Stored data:
__________________________________________________

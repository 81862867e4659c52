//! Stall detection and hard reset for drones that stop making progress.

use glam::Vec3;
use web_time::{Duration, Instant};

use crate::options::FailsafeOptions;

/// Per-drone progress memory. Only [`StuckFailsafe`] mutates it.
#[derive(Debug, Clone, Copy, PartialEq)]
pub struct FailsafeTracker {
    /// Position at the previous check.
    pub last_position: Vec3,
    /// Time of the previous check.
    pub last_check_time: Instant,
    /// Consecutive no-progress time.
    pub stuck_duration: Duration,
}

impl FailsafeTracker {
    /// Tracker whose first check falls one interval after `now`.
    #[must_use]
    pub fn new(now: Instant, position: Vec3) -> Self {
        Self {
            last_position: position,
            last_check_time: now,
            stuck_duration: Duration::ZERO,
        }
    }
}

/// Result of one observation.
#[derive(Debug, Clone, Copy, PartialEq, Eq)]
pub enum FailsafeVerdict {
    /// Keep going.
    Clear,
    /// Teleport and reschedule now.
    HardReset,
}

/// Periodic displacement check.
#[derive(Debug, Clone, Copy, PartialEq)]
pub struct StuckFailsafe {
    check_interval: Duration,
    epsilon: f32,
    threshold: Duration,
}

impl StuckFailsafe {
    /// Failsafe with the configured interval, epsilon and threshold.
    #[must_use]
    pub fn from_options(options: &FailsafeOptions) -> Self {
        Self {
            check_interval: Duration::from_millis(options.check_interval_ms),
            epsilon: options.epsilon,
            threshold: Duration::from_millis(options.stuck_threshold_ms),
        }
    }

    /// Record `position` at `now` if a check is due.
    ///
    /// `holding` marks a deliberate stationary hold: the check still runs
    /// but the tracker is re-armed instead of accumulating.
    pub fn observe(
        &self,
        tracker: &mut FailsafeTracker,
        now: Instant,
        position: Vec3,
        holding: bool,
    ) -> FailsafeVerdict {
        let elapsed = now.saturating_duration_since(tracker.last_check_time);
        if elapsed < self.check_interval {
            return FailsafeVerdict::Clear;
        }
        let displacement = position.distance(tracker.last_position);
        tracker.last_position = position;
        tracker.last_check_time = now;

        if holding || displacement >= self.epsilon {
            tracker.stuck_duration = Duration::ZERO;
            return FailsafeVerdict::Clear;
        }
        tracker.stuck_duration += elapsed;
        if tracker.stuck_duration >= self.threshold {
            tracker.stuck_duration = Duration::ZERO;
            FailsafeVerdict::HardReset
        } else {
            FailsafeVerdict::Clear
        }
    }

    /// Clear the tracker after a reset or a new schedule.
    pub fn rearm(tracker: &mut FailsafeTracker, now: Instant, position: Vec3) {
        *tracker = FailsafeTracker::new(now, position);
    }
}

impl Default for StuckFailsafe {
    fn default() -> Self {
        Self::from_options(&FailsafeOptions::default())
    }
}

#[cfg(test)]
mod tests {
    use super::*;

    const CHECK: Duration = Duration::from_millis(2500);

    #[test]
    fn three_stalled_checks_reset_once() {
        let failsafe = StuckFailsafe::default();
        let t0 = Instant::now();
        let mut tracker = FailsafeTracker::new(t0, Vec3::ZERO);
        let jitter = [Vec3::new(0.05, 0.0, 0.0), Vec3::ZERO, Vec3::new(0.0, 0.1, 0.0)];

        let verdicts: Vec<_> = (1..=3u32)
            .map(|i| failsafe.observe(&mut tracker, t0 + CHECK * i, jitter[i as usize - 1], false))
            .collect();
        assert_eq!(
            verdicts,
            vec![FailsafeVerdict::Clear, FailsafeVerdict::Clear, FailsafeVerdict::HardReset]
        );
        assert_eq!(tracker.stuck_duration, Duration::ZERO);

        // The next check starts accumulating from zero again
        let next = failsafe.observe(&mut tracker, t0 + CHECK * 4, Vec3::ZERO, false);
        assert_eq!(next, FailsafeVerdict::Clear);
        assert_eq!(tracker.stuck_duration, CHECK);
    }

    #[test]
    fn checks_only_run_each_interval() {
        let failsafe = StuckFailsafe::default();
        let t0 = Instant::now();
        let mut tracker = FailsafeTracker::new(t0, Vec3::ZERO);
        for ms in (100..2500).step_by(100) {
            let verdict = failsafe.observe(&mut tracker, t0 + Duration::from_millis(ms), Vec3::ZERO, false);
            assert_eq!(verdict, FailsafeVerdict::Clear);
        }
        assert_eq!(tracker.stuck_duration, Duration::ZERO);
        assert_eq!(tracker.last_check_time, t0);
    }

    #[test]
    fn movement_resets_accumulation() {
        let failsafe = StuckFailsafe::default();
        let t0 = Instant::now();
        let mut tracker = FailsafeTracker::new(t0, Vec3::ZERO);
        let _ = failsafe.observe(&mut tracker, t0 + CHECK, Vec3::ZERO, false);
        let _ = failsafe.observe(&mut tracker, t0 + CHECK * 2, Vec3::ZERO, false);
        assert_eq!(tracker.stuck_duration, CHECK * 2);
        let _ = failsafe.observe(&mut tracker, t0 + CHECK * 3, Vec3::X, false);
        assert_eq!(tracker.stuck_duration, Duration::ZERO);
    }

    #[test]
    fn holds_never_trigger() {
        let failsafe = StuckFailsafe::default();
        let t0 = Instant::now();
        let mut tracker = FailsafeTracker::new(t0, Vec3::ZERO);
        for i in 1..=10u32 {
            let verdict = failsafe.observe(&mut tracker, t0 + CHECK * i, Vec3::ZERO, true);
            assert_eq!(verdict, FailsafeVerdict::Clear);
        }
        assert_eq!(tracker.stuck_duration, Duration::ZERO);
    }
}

__________________________________________________

### TASK PROMPT
Search the entries above for the string "jitter". Copy each line that holds it.

### TASK RESULT
        let jitter = [Vec3::new(0.05, 0.0, 0.0), Vec3::ZERO, Vec3::new(0.0, 0.1, 0.0)];
            .map(|i| failsafe.observe(&mut tracker, t0 + CHECK * i, jitter[i as usize - 1], false))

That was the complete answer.